**What you have to do:** Lines from the top of the entries through the line that has "pub struct SourceRepository" must be duplicated exactly, and no others.

[Stored data entries]
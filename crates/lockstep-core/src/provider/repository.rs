//! Multi-source view over the provider cache

use super::{PackageInfo, ProviderCache, ProviderResult};
use futures::future::try_join_all;
use lockstep_config::{PackageSource, SourceSelection};
use semver::Version;
use std::sync::Arc;
use tracing::debug;

/// Where a package version was found
#[derive(Debug, Clone)]
pub struct PackageLocation {
    pub source: PackageSource,
    pub info: Arc<PackageInfo>,
}

/// The ordered source list of one restore, merged under a [`SourceSelection`]
pub struct SourceRepository {
    cache: Arc<ProviderCache>,
    sources: Vec<PackageSource>,
    selection: SourceSelection,
}

impl SourceRepository {
    pub fn new(
        cache: Arc<ProviderCache>,
        sources: Vec<PackageSource>,
        selection: SourceSelection,
    ) -> Self {
        Self {
            cache,
            sources: sources.into_iter().filter(|s| s.enabled).collect(),
            selection,
        }
    }

    pub fn sources(&self) -> &[PackageSource] {
        &self.sources
    }

    pub fn selection(&self) -> SourceSelection {
        self.selection
    }

    /// Candidate versions of `id`, ascending
    pub async fn list_versions(&self, id: &str) -> ProviderResult<Vec<Version>> {
        match self.selection {
            SourceSelection::HighestVersion => {
                let lists = try_join_all(
                    self.sources
                        .iter()
                        .map(|source| self.cache.list_versions(source, id)),
                )
                .await?;
                let mut merged: Vec<Version> =
                    lists.iter().flat_map(|l| l.iter().cloned()).collect();
                merged.sort();
                merged.dedup();
                Ok(merged)
            }
            SourceSelection::SourceOrder => Ok(self
                .authoritative_source(id)
                .await?
                .map(|(_, versions)| versions.as_ref().clone())
                .unwrap_or_default()),
        }
    }

    /// Find the source serving `id` at `version` and its metadata
    pub async fn locate(&self, id: &str, version: &Version) -> ProviderResult<Option<PackageLocation>> {
        let candidates: Vec<&PackageSource> = match self.selection {
            SourceSelection::HighestVersion => self.sources.iter().collect(),
            SourceSelection::SourceOrder => match self.authoritative_source(id).await? {
                Some((source, _)) => vec![source],
                None => Vec::new(),
            },
        };

        for source in candidates {
            let versions = self.cache.list_versions(source, id).await?;
            if versions.binary_search(version).is_err() {
                continue;
            }
            if let Some(info) = self.cache.package_info(source, id, version).await? {
                debug!(id, %version, source = %source.name, "located package");
                return Ok(Some(PackageLocation {
                    source: source.clone(),
                    info,
                }));
            }
        }
        Ok(None)
    }

    /// Download archive bytes from the source that served the metadata
    pub async fn fetch_content(&self, location: &PackageLocation) -> ProviderResult<Vec<u8>> {
        let provider = self.cache.provider(&location.source).await?;
        provider
            .fetch_content(&location.info.id, &location.info.version)
            .await
    }

    /// First source, in order, listing any version of `id`
    async fn authoritative_source(
        &self,
        id: &str,
    ) -> ProviderResult<Option<(&PackageSource, Arc<Vec<Version>>)>> {
        for source in &self.sources {
            let versions = self.cache.list_versions(source, id).await?;
            if !versions.is_empty() {
                return Ok(Some((source, versions)));
            }
        }
        Ok(None)
    }
}

#[cfg(test)]
mod tests {
    use super::*;
    use crate::provider::{StaticProvider, StaticProviderFactory};

    fn repository(selection: SourceSelection) -> SourceRepository {
        let first = PackageSource::new("first", "memory://first");
        let second = PackageSource::new("second", "memory://second");

        let a = StaticProvider::new(first.clone());
        a.add_package(PackageInfo::new("A", Version::new(1, 0, 0)), b"first".to_vec());
        let b = StaticProvider::new(second.clone());
        b.add_package(PackageInfo::new("A", Version::new(1, 0, 0)), b"second".to_vec());
        b.add_package(PackageInfo::new("A", Version::new(2, 0, 0)), b"second".to_vec());

        let factory = StaticProviderFactory::new().with_provider(a).with_provider(b);
        let cache = Arc::new(ProviderCache::new(Arc::new(factory), "test"));
        SourceRepository::new(cache, vec![first, second], selection)
    }

    #[tokio::test]
    async fn test_highest_version_merges_all_sources() {
        let repo = repository(SourceSelection::HighestVersion);
        let versions = repo.list_versions("A").await.unwrap();
        assert_eq!(versions, vec![Version::new(1, 0, 0), Version::new(2, 0, 0)]);

        let location = repo.locate("A", &Version::new(2, 0, 0)).await.unwrap().unwrap();
        assert_eq!(location.source.name, "second");
    }

    #[tokio::test]
    async fn test_source_order_first_listing_wins() {
        let repo = repository(SourceSelection::SourceOrder);
        let versions = repo.list_versions("A").await.unwrap();
        assert_eq!(versions, vec![Version::new(1, 0, 0)]);
        assert!(repo.locate("A", &Version::new(2, 0, 0)).await.unwrap().is_none());
    }

    #[tokio::test]
    async fn test_fetch_from_located_source() {
        let repo = repository(SourceSelection::HighestVersion);
        let location = repo.locate("A", &Version::new(1, 0, 0)).await.unwrap().unwrap();
        assert_eq!(repo.fetch_content(&location).await.unwrap(), b"first");
    }
}
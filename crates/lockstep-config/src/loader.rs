//! Configuration Loader
//!
//! Handles loading and merging configuration from multiple sources with proper precedence.

use crate::global::GlobalConfig;
use crate::logging::LoggingConfig;
use crate::project::{ProjectConfig, RestoreConfig};
use crate::sources::{merge_sources, PackageSource, SourceSelection};
use crate::{ConfigError, ConfigResult};
use std::env;
use std::path::{Path, PathBuf};

/// Project config file name
pub const CONFIG_FILE_NAME: &str = "lockstep.toml";

const DEFAULT_PARALLELISM: usize = 4;

/// Configuration loader
///
/// Loads configuration from multiple sources and merges them with proper precedence:
/// 1. Global config (~/.lockstep/config.toml) - lowest priority
/// 2. Project config (./lockstep.toml) - overrides global
/// 3. Environment variables (LOCKSTEP_*) - overrides project
/// 4. Caller settings - highest priority (handled by caller)
pub struct ConfigLoader {
    /// Cached global config path
    global_config_path: Option<PathBuf>,
}

/// Merged configuration result
#[derive(Debug, Clone)]
pub struct Config {
    /// Project configuration
    pub project: ProjectConfig,

    /// Global configuration
    pub global: GlobalConfig,

    /// Directory where lockstep.toml was found
    pub project_root: Option<PathBuf>,
}

/// Effective settings consumed by a restore run
#[derive(Debug, Clone, PartialEq)]
pub struct RestoreSettings {
    /// Local content cache root
    pub packages_path: PathBuf,
    /// Bounded parallelism for project resolution
    pub max_parallelism: usize,
    /// Ordered package sources (disabled ones already removed)
    pub sources: Vec<PackageSource>,
    /// Multi-source merge policy
    pub source_selection: SourceSelection,
    /// Force enforce-locked for every project
    pub force_locked_mode: bool,
    /// Logging configuration
    pub logging: LoggingConfig,
}

impl RestoreSettings {
    /// Settings with defaults for everything except the cache root
    pub fn new(packages_path: impl Into<PathBuf>) -> Self {
        Self {
            packages_path: packages_path.into(),
            max_parallelism: DEFAULT_PARALLELISM,
            sources: Vec::new(),
            source_selection: SourceSelection::default(),
            force_locked_mode: false,
            logging: LoggingConfig::default(),
        }
    }

    pub fn with_sources(mut self, sources: Vec<PackageSource>) -> Self {
        self.sources = sources.into_iter().filter(|s| s.enabled).collect();
        self
    }

    pub fn with_max_parallelism(mut self, max_parallelism: usize) -> Self {
        self.max_parallelism = max_parallelism.max(1);
        self
    }

    pub fn with_source_selection(mut self, selection: SourceSelection) -> Self {
        self.source_selection = selection;
        self
    }

    pub fn with_force_locked_mode(mut self, force: bool) -> Self {
        self.force_locked_mode = force;
        self
    }
}

impl ConfigLoader {
    /// Create a new configuration loader
    pub fn new() -> Self {
        Self {
            global_config_path: None,
        }
    }

    /// Use an explicit global config path instead of ~/.lockstep/config.toml
    pub fn with_global_config_path(path: impl Into<PathBuf>) -> Self {
        Self {
            global_config_path: Some(path.into()),
        }
    }

    /// Load configuration starting from the given directory
    ///
    /// Walks up the directory tree to find lockstep.toml, then loads and merges
    /// global config if it exists.
    pub fn load_from_directory(&mut self, start_dir: &Path) -> ConfigResult<Config> {
        let (project_root, project_config) = self.find_project_config(start_dir)?;

        // A missing home directory only means there is no global layer
        let global_config = match self.load_global_config() {
            Ok(config) => config,
            Err(ConfigError::HomeNotFound) => GlobalConfig::default(),
            Err(e) => return Err(e),
        };

        let project_config = self.apply_env_overrides(project_config)?;

        Ok(Config {
            project: project_config,
            global: global_config,
            project_root,
        })
    }

    /// Load configuration from a specific project config file
    pub fn load_from_file(&mut self, config_path: &Path) -> ConfigResult<Config> {
        let project_config = ProjectConfig::load_from_file(config_path)?;
        let global_config = match self.load_global_config() {
            Ok(config) => config,
            Err(ConfigError::HomeNotFound) => GlobalConfig::default(),
            Err(e) => return Err(e),
        };
        let project_config = self.apply_env_overrides(project_config)?;

        let project_root = config_path.parent().map(|p| p.to_path_buf());

        Ok(Config {
            project: project_config,
            global: global_config,
            project_root,
        })
    }

    /// Find project configuration by walking up directory tree
    ///
    /// Returns (project_root, project_config); a default config when none is found
    fn find_project_config(
        &self,
        start_dir: &Path,
    ) -> ConfigResult<(Option<PathBuf>, ProjectConfig)> {
        let mut current = start_dir.to_path_buf();

        loop {
            let config_path = current.join(CONFIG_FILE_NAME);

            if config_path.exists() {
                let project_config = ProjectConfig::load_from_file(&config_path)?;
                return Ok((Some(current), project_config));
            }

            match current.parent() {
                Some(parent) => current = parent.to_path_buf(),
                None => return Ok((None, ProjectConfig::default())),
            }
        }
    }

    /// Load global configuration from ~/.lockstep/config.toml
    fn load_global_config(&mut self) -> ConfigResult<GlobalConfig> {
        let path = match &self.global_config_path {
            Some(path) => path.clone(),
            None => {
                let path = GlobalConfig::global_config_path()?;
                self.global_config_path = Some(path.clone());
                path
            }
        };

        // Global config is optional
        if !path.exists() {
            return Ok(GlobalConfig::default());
        }

        GlobalConfig::load_from_file(&path)
    }

    /// Apply environment variable overrides to project config
    ///
    /// Recognized: LOCKSTEP_PACKAGES_PATH, LOCKSTEP_MAX_PARALLELISM, LOCKSTEP_LOCKED_MODE
    fn apply_env_overrides(&self, mut config: ProjectConfig) -> ConfigResult<ProjectConfig> {
        if let Ok(path) = env::var("LOCKSTEP_PACKAGES_PATH") {
            if !path.is_empty() {
                restore_section(&mut config).packages_path = Some(PathBuf::from(path));
            }
        }

        if let Ok(value) = env::var("LOCKSTEP_MAX_PARALLELISM") {
            let parsed = value
                .trim()
                .parse::<usize>()
                .ok()
                .filter(|n| *n > 0)
                .ok_or_else(|| ConfigError::InvalidValue {
                    field: "LOCKSTEP_MAX_PARALLELISM".to_string(),
                    reason: format!("expected a positive integer, got '{}'", value),
                })?;
            restore_section(&mut config).max_parallelism = Some(parsed);
        }

        if let Ok(locked) = env::var("LOCKSTEP_LOCKED_MODE") {
            let locked_bool = matches!(locked.to_lowercase().as_str(), "true" | "1" | "yes");
            restore_section(&mut config).force_locked_mode = Some(locked_bool);
        }

        Ok(config)
    }

    /// Get the global configuration directory (~/.lockstep)
    pub fn global_config_dir() -> ConfigResult<PathBuf> {
        let home = dirs::home_dir().ok_or(ConfigError::HomeNotFound)?;
        Ok(home.join(".lockstep"))
    }
}

fn restore_section(config: &mut ProjectConfig) -> &mut RestoreConfig {
    config.restore.get_or_insert_with(Default::default)
}

impl Default for ConfigLoader {
    fn default() -> Self {
        Self::new()
    }
}

impl Config {
    /// Get the project root directory
    pub fn project_root(&self) -> Option<&Path> {
        self.project_root.as_deref()
    }

    /// Check if a lockstep.toml was found
    pub fn is_project(&self) -> bool {
        self.project_root.is_some()
    }

    /// Effective ordered source list (project > global), disabled sources removed
    pub fn sources(&self) -> Vec<PackageSource> {
        let base: &[PackageSource] = if self.project.clears_global_sources() {
            &[]
        } else {
            &self.global.sources
        };
        merge_sources(base, &self.project.sources)
            .into_iter()
            .filter(|s| s.enabled)
            .collect()
    }

    /// Resolve the effective restore settings (project > global > default)
    pub fn restore_settings(&self) -> RestoreSettings {
        let restore = self.project.restore.clone().unwrap_or_default();

        let packages_path = restore
            .packages_path
            .or_else(|| self.global.packages_path().map(Path::to_path_buf))
            .or_else(|| GlobalConfig::default_packages_path().ok())
            .unwrap_or_else(|| PathBuf::from(".lockstep").join("packages"));

        let max_parallelism = restore
            .max_parallelism
            .or_else(|| self.global.max_parallelism())
            .unwrap_or_else(|| {
                std::thread::available_parallelism()
                    .map(|n| n.get())
                    .unwrap_or(DEFAULT_PARALLELISM)
            });

        RestoreSettings {
            packages_path,
            max_parallelism,
            sources: self.sources(),
            source_selection: restore.source_selection.unwrap_or_default(),
            force_locked_mode: restore.force_locked_mode.unwrap_or(false),
            logging: self.project.logging.clone().unwrap_or_default(),
        }
    }
}

#[cfg(test)]
mod tests {
    use super::*;
    use serial_test::serial;
    use std::fs;
    use tempfile::TempDir;

    fn create_config_file(dir: &Path, content: &str) -> PathBuf {
        let config_path = dir.join(CONFIG_FILE_NAME);
        fs::write(&config_path, content).unwrap();
        config_path
    }

    fn isolated_loader(dir: &Path) -> ConfigLoader {
        ConfigLoader::with_global_config_path(dir.join("no-global.toml"))
    }

    #[test]
    fn test_load_project_config() {
        let temp_dir = TempDir::new().unwrap();
        create_config_file(
            temp_dir.path(),
            r#"
[restore]
max_parallelism = 3
"#,
        );

        let mut loader = isolated_loader(temp_dir.path());
        let config = loader.load_from_directory(temp_dir.path()).unwrap();

        assert!(config.is_project());
        assert_eq!(config.restore_settings().max_parallelism, 3);
    }

    #[test]
    fn test_find_config_in_parent() {
        let temp_dir = TempDir::new().unwrap();
        create_config_file(temp_dir.path(), "");

        let sub_dir = temp_dir.path().join("src").join("app");
        fs::create_dir_all(&sub_dir).unwrap();

        let mut loader = isolated_loader(temp_dir.path());
        let config = loader.load_from_directory(&sub_dir).unwrap();

        assert_eq!(config.project_root(), Some(temp_dir.path()));
    }

    #[test]
    #[serial]
    fn test_env_override_parallelism() {
        let temp_dir = TempDir::new().unwrap();
        create_config_file(
            temp_dir.path(),
            r#"
[restore]
max_parallelism = 2
"#,
        );

        env::set_var("LOCKSTEP_MAX_PARALLELISM", "12");
        let mut loader = isolated_loader(temp_dir.path());
        let config = loader.load_from_directory(temp_dir.path());
        env::remove_var("LOCKSTEP_MAX_PARALLELISM");

        assert_eq!(config.unwrap().restore_settings().max_parallelism, 12);
    }

    #[test]
    #[serial]
    fn test_env_override_rejects_garbage() {
        let temp_dir = TempDir::new().unwrap();
        env::set_var("LOCKSTEP_MAX_PARALLELISM", "many");
        let mut loader = isolated_loader(temp_dir.path());
        let result = loader.load_from_directory(temp_dir.path());
        env::remove_var("LOCKSTEP_MAX_PARALLELISM");

        assert!(matches!(result, Err(ConfigError::InvalidValue { .. })));
    }

    #[test]
    fn test_disabled_sources_dropped() {
        let config = Config {
            project: ProjectConfig {
                sources: vec![
                    PackageSource::new("a", "https://a"),
                    PackageSource {
                        enabled: false,
                        ..PackageSource::new("b", "https://b")
                    },
                ],
                ..Default::default()
            },
            global: GlobalConfig::default(),
            project_root: None,
        };

        let names: Vec<_> = config.sources().into_iter().map(|s| s.name).collect();
        assert_eq!(names, vec!["a"]);
    }

    #[test]
    fn test_settings_builder_clamps_parallelism() {
        let settings = RestoreSettings::new("/tmp/pkgs").with_max_parallelism(0);
        assert_eq!(settings.max_parallelism, 1);
    }
}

**Reply:**
filename crates/lockstep-core/src/provider/repository.rs
//! Multi-source view over the provider cache

use super::{PackageInfo, ProviderCache, ProviderResult};
use futures::future::try_join_all;
use lockstep_config::{PackageSource, SourceSelection};
use semver::Version;
use std::sync::Arc;
use tracing::debug;

/// Where a package version was found
#[derive(Debug, Clone)]
pub struct PackageLocation {
    pub source: PackageSource,
    pub info: Arc<PackageInfo>,
}

/// The ordered source list of one restore, merged under a [`SourceSelection`]
pub struct SourceRepository {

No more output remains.